*** Begin section ***

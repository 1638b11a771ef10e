//! Request ID middleware.
//!
//! Reuses an upstream `x-request-id` or generates a UUID v4, then records it
//! on the current span, tags the Sentry scope, exposes it to handlers as a
//! [`RequestId`] extension and echoes it in the response.

use axum::{extract::Request, http::HeaderValue, middleware::Next, response::Response};
use tracing::Span;
use uuid::Uuid;

/// The HTTP header name for request IDs.
pub const REQUEST_ID_HEADER: &str = "x-request-id";

/// Longest upstream id accepted as-is.
const MAX_UPSTREAM_ID_LEN: usize = 128;

/// Request id available to handlers via `Extension<RequestId>`.
#[derive(Debug, Clone)]
pub struct RequestId(pub String);

/// Middleware that ensures every request has a request ID.
pub async fn request_id_middleware(mut request: Request, next: Next) -> Response {
    let request_id = request
        .headers()
        .get(REQUEST_ID_HEADER)
        .and_then(|h| h.to_str().ok())
        .filter(|id| !id.is_empty() && id.len() <= MAX_UPSTREAM_ID_LEN)
        .map_or_else(|| Uuid::new_v4().to_string(), String::from);

    Span::current().record("request_id", &request_id);
    sentry::configure_scope(|scope| {
        scope.set_tag("request_id", &request_id);
    });
    request
        .extensions_mut()
        .insert(RequestId(request_id.clone()));

    let mut response = next.run(request).await;

    if let Ok(value) = HeaderValue::from_str(&request_id) {
        response.headers_mut().insert(REQUEST_ID_HEADER, value);
    }

    response
}

#[cfg(test)]
#[allow(clippy::unwrap_used)]
mod tests {
    use axum::{Extension, Router, body::Body, routing::get};
    use tower::ServiceExt;

    use super::*;

    fn app() -> Router {
        Router::new()
            .route("/", get(|Extension(id): Extension<RequestId>| async move { id.0 }))
            .layer(axum::middleware::from_fn(request_id_middleware))
    }

    #[tokio::test]
    async fn test_upstream_id_is_reused() {
        let response = app()
            .oneshot(
                Request::get("/")
                    .header(REQUEST_ID_HEADER, "cf-1234")
                    .body(Body::empty())
                    .unwrap(),
            )
            .await
            .unwrap();
        assert_eq!(response.headers()[REQUEST_ID_HEADER], "cf-1234");
    }

    #[tokio::test]
    async fn test_id_generated_when_missing() {
        let response = app()
            .oneshot(Request::get("/").body(Body::empty()).unwrap())
            .await
            .unwrap();
        let id = response.headers()[REQUEST_ID_HEADER].to_str().unwrap();
        assert!(Uuid::parse_str(id).is_ok());
    }
}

*** End section ***

### WHAT TO DO
What is needed here is an exact copy of all the entries.

### PROBLEM SOLUTION
repository 1638b11a771ef10e
//! Request ID middleware.
//!
//! Reuses an upstream `x-request-id` or generates a UUID v4, then records it
//! on the current span, tags the Sentry scope, exposes it to handlers as a
//! [`RequestId`] extension and echoes it in the response.

use axum::{extract::Request, http::HeaderValue, middleware::Next, response::Response};
use tracing::Span;
use uuid::Uuid;

/// The HTTP header name for request IDs.
pub const REQUEST_ID_HEADER: &str = "x-request-id";

/// Longest upstream id accepted as-is.
const MAX_UPSTREAM_ID_LEN: usize = 128;

/// Request id available to handlers via `Extension<RequestId>`.
#[derive(Debug, Clone)]
pub struct RequestId(pub String);

/// Middleware that ensures every request has a request ID.
pub async fn request_id_middleware(mut request: Request, next: Next) -> Response {
    let request_id = request
        .headers()
        .get(REQUEST_ID_HEADER)
        .and_then(|h| h.to_str().ok())
        .filter(|id| !id.is_empty() && id.len() <= MAX_UPSTREAM_ID_LEN)
        .map_or_else(|| Uuid::new_v4().to_string(), String::from);

    Span::current().record("request_id", &request_id);
    sentry::configure_scope(|scope| {
        scope.set_tag("request_id", &request_id);
    });
    request
        .extensions_mut()
        .insert(RequestId(request_id.clone()));

    let mut response = next.run(request).await;

    if let Ok(value) = HeaderValue::from_str(&request_id) {
        response.headers_mut().insert(REQUEST_ID_HEADER, value);
    }

    response
}

#[cfg(test)]
#[allow(clippy::unwrap_used)]
mod tests {
    use axum::{Extension, Router, body::Body, routing::get};
    use tower::ServiceExt;

    use super::*;

    fn app() -> Router {
        Router::new()
            .route("/", get(|Extension(id): Extension<RequestId>| async move { id.0 }))
            .layer(axum::middleware::from_fn(request_id_middleware))
    }

    #[tokio::test]
    async fn test_upstream_id_is_reused() {
        let response = app()
            .oneshot(
                Request::get("/")
                    .header(REQUEST_ID_HEADER, "cf-1234")
                    .body(Body::empty())
                    .unwrap(),
            )
            .await
            .unwrap();
        assert_eq!(response.headers()[REQUEST_ID_HEADER], "cf-1234");
    }

    #[tokio::test]
    async fn test_id_generated_when_missing() {
        let response = app()
            .oneshot(Request::get("/").body(Body::empty()).unwrap())
            .await
            .unwrap();
        let id = response.headers()[REQUEST_ID_HEADER].to_str().unwrap();
        assert!(Uuid::parse_str(id).is_ok());
    }
}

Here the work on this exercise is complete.